Queen Elizabeth II conferred the honor on MacMillan, the James S. McDonnell Distinguished University Professor of Chemistry at Princeton University, this week as part of her 96th birthday celebration and platinum jubilee. MacMillan received news of the honor in mid-May while traveling in South Korea.
“It’s been remarkable, surreal and humbling at the same time to receive this,” MacMillan said. “I have both Scottish and U.S. citizenship, but for British people this is a big deal, and for my family back in Scotland, it’s been huge, they’re just going crazy about the whole thing. People from where I grow up just don’t typically end up being knighted.”
Following his trip to South Korea, MacMillan came to the UCI campus to deliver a speech, “From Scotland to Irvine to a Nobel Prize: Why UC Irvine Made it Possible.” His visit also included meetings with UCI chemistry graduate students, local high school students, his Ph.D. advisor Larry Overman, UCI Distinguished Professor emeritus of chemistry, and Vy Dong, UCI professor of chemistry, who MacMillan advised when the two were at the University of California, Berkeley, and later at Caltech.

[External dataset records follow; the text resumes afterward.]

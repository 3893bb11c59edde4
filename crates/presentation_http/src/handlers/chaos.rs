//! Fault injection statistics

use axum::{Json, extract::State};
use infrastructure::ChaosStats;
use serde::Serialize;
use tracing::instrument;
use utoipa::ToSchema;

use crate::{error::ApiError, state::AppState};

/// Counters reported by `GET /chaos/stats`
#[derive(Debug, Serialize, ToSchema)]
#[schema(example = json!({
    "total_calls": 3,
    "faults_injected": 3,
    "latency_injected": 2,
    "total_latency_added_ms": 4000,
    "fault_rate": 1.0,
    "next_phase": "failing_fast"
}))]
pub struct ChaosStatsResponse {
    pub total_calls: u64,
    pub faults_injected: u64,
    pub latency_injected: u64,
    pub total_latency_added_ms: u64,
    pub fault_rate: f64,
    /// `warming`, `failing_fast` or `stable`
    #[serde(skip_serializing_if = "Option::is_none")]
    pub next_phase: Option<String>,
}

impl From<ChaosStats> for ChaosStatsResponse {
    fn from(stats: ChaosStats) -> Self {
        Self {
            fault_rate: stats.actual_fault_rate(),
            total_calls: stats.total_calls,
            faults_injected: stats.faults_injected,
            latency_injected: stats.latency_injected,
            total_latency_added_ms: stats.total_latency_added_ms,
            next_phase: stats.next_phase,
        }
    }
}

#[utoipa::path(
    get,
    path = "/chaos/stats",
    tag = "chaos",
    responses(
        (status = 200, description = "Fault injection counters", body = ChaosStatsResponse),
        (status = 404, description = "Fault injection is disabled")
    )
)]
#[instrument(skip(state))]
pub async fn chaos_stats(
    State(state): State<AppState>,
) -> Result<Json<ChaosStatsResponse>, ApiError> {
    let chaos = state
        .chaos
        .as_ref()
        .ok_or_else(|| ApiError::NotFound("Fault injection is disabled".to_string()))?;
    Ok(Json(chaos.stats().into()))
}
//! Storage adapters for catalog items

mod in_memory_item_store;

pub use in_memory_item_store::InMemoryItemStore;
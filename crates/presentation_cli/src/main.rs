//! Play catalog CLI
//!
//! Command-line client for a running catalog service.

#![allow(clippy::print_stdout)]

use clap::Parser;
use domain::{Item, ItemDetails, ItemId, Price};
use infrastructure::{CatalogClient, CatalogClientError, LogFormat, init_logging};
use presentation_cli::{Cli, Commands};
use tracing::debug;

fn print_item(item: &Item) {
    println!(
        "{}  {:<24} {:>10}  {}",
        item.id(),
        item.name(),
        item.price(),
        item.created_date().format("%Y-%m-%d %H:%M")
    );
    if !item.description().is_empty() {
        println!("    {}", item.description());
    }
}

fn details(name: String, description: String, price: rust_decimal::Decimal) -> anyhow::Result<ItemDetails> {
    Ok(ItemDetails::new(name, description, Price::new(price)?)?)
}

#[tokio::main]
async fn main() -> anyhow::Result<()> {
    let cli = Cli::parse();
    init_logging(cli.log_filter(), LogFormat::Text)?;

    let client = CatalogClient::new(cli.client_config())?;
    debug!(url = %client.base_url(), "Using catalog service");

    match cli.command {
        Commands::List { json, .. } => {
            let outcome = client
                .list_items_notify(|attempt, err, delay| {
                    println!("⏳ Attempt {attempt} failed ({err}); retrying in {delay:?}");
                })
                .await;

            match outcome.result {
                Ok(items) => {
                    if json {
                        println!("{}", serde_json::to_string_pretty(&items)?);
                    } else {
                        println!(
                            "📦 {} item(s) after {} attempt(s) in {:?}",
                            items.len(),
                            outcome.attempts,
                            outcome.elapsed
                        );
                        items.iter().for_each(print_item);
                    }
                },
                Err(e) => {
                    println!("❌ Listing failed after {} attempt(s): {e}", outcome.attempts);
                    std::process::exit(1);
                },
            }
        },

        Commands::Get { id, json } => match client.get_item(&ItemId::from_uuid(id)).await {
            Ok(item) if json => println!("{}", serde_json::to_string_pretty(&item)?),
            Ok(item) => print_item(&item),
            Err(CatalogClientError::NotFound) => {
                println!("❌ Item {id} not found");
                std::process::exit(1);
            },
            Err(e) => return Err(e.into()),
        },

        Commands::Create {
            name,
            description,
            price,
        } => {
            let item = client
                .create_item(&details(name, description, price)?)
                .await?;
            println!("✅ Created item {}", item.id());
            print_item(&item);
        },

        Commands::Update {
            id,
            name,
            description,
            price,
        } => {
            let details = details(name, description, price)?;
            match client.update_item(&ItemId::from_uuid(id), &details).await {
                Ok(()) => println!("✅ Updated item {id}"),
                Err(CatalogClientError::NotFound) => {
                    println!("❌ Item {id} not found");
                    std::process::exit(1);
                },
                Err(e) => return Err(e.into()),
            }
        },

        Commands::Delete { id } => match client.delete_item(&ItemId::from_uuid(id)).await {
            Ok(()) => println!("🗑️  Deleted item {id}"),
            Err(CatalogClientError::NotFound) => {
                println!("❌ Item {id} not found");
                std::process::exit(1);
            },
            Err(e) => return Err(e.into()),
        },

        Commands::Health => match client.health().await {
            Ok(health) => {
                println!("✅ {} (v{})", health.status, health.version);
            },
            Err(e) => {
                println!("❌ Unhealthy: {e}");
                std::process::exit(1);
            },
        },

        Commands::ChaosStats => match client.chaos_stats().await {
            Ok(stats) => {
                println!("🧪 Fault injection:");
                println!("{}", serde_json::to_string_pretty(&stats)?);
            },
            Err(CatalogClientError::NotFound) => {
                println!("ℹ️  Fault injection is disabled on this server");
            },
            Err(e) => return Err(e.into()),
        },
    }

    Ok(())
}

“The visit to UCI was unbelievable, it was like a dream come true. To go back to a place that is emotionally so important to you and have people treat you so well, under such special circumstances,” he said. “And to get to see Larry Overman and Vy and all the faculty, the response from the whole department was so overwhelmingly fantastic. A couple of times when I was giving talks, I was having a hard time because I was getting so sentimental and so emotional, it was something else.”
MacMillan’s honor was conferred by the Imperial Society of Knights Bachelor, founded in 1908 to “maintain the modern spirit of knighthood.” The title is official, having been accepted verbally. An investiture ceremony will take place at Windsor Castle over the next year.